(Collected data)
--- START ---

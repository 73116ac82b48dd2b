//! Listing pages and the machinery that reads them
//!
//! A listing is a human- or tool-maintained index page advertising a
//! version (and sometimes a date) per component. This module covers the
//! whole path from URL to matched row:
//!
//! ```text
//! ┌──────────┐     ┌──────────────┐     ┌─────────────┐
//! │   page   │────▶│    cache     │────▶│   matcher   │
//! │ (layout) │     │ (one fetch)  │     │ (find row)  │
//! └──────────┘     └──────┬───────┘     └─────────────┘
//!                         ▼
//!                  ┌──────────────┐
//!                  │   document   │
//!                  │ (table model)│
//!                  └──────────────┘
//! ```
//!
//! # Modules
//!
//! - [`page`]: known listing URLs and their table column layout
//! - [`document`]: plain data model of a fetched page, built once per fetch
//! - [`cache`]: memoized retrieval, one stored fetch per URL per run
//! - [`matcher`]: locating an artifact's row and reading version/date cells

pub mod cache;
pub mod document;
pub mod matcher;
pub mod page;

--- END ---
--- START ---

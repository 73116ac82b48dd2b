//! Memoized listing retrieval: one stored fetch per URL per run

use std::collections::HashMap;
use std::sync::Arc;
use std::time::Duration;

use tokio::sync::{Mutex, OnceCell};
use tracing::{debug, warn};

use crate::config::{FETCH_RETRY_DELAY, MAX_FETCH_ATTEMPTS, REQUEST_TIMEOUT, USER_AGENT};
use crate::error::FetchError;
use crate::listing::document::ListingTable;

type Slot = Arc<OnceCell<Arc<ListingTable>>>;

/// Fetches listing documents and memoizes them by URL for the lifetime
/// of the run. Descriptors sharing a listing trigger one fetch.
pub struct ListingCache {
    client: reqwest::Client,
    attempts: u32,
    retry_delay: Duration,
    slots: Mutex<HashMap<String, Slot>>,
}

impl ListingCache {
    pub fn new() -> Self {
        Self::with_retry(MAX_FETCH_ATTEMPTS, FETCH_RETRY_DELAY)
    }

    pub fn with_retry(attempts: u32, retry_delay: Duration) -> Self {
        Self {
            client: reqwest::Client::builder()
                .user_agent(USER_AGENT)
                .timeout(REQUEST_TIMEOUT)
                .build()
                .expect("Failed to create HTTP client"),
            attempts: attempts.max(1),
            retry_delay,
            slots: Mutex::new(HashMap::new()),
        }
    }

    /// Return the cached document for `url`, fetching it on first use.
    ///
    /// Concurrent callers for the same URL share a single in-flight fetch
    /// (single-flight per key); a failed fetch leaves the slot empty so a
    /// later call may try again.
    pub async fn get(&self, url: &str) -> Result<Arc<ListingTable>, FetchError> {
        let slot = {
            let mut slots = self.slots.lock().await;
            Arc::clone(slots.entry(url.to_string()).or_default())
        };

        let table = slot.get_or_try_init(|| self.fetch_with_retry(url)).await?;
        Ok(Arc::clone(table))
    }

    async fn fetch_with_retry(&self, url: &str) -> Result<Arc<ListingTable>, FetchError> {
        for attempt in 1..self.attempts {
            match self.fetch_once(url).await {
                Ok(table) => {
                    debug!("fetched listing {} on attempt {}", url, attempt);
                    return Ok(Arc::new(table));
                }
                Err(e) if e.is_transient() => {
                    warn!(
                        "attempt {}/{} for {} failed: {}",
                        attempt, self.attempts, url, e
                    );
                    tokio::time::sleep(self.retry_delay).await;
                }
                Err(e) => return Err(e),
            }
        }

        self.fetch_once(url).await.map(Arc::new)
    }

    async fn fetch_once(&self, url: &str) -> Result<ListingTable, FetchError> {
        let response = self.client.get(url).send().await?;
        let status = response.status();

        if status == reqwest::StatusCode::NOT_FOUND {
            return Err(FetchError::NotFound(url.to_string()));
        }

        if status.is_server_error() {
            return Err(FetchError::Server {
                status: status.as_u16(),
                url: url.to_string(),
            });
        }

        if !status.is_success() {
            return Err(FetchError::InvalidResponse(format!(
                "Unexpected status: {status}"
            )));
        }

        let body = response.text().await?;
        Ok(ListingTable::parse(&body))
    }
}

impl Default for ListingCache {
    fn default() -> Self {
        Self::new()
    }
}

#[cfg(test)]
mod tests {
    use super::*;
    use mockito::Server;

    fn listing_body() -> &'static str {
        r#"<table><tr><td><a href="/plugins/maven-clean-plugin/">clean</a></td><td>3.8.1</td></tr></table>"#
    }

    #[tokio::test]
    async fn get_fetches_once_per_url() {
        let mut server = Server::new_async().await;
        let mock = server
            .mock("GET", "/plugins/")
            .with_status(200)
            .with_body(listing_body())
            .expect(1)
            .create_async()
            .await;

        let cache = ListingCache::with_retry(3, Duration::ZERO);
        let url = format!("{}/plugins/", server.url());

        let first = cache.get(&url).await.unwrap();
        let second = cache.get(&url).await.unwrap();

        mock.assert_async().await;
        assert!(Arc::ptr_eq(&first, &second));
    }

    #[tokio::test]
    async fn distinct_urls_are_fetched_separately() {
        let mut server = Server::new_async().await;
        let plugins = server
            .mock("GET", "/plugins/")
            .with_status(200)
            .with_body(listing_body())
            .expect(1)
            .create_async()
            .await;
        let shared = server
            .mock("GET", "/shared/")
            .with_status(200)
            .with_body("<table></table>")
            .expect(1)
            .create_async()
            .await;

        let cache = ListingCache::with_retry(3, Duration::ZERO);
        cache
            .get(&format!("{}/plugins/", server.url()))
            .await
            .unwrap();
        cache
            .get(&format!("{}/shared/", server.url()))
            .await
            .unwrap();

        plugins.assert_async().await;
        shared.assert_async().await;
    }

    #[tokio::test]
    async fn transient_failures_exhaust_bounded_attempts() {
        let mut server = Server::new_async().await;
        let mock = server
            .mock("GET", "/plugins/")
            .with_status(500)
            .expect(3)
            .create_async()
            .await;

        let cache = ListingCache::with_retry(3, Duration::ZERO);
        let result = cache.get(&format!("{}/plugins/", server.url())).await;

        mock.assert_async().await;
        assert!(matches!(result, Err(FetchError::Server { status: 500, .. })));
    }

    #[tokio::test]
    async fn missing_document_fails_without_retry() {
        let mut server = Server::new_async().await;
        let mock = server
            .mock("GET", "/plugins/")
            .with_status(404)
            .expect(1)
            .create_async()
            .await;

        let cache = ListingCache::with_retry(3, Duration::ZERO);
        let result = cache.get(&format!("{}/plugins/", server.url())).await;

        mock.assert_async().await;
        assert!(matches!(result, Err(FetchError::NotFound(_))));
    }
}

--- END ---
--- START ---

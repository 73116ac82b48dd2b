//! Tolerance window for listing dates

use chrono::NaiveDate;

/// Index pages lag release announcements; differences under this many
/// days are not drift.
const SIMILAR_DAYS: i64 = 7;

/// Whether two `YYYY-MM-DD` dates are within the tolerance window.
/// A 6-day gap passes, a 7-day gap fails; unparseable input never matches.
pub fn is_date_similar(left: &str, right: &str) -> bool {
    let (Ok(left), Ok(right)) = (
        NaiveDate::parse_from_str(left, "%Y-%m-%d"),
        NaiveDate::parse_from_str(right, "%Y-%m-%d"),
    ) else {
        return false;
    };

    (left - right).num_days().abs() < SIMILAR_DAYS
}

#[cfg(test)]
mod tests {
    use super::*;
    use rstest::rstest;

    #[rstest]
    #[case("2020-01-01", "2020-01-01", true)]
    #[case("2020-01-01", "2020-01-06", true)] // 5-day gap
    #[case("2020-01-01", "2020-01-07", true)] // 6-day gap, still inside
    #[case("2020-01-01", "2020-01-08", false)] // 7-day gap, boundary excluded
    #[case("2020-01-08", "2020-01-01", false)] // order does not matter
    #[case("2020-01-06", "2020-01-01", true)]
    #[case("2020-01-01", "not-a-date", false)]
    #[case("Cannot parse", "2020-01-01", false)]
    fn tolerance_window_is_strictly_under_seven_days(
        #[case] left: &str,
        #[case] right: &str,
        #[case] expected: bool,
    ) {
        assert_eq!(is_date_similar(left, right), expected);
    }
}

--- END ---

### WHAT YOU SHOULD DO
Start with the line above that contains "tokio::time::sleep(self.retry_delay).await;" and end with the line that contains "let status = response.status();". Write out those lines exactly, and only those.

### YOUR RESPONSE
                    tokio::time::sleep(self.retry_delay).await;
                }
                Err(e) => return Err(e),
            }
        }

        self.fetch_once(url).await.map(Arc::new)
    }

    async fn fetch_once(&self, url: &str) -> Result<ListingTable, FetchError> {
        let response = self.client.get(url).send().await?;
        let status = response.status();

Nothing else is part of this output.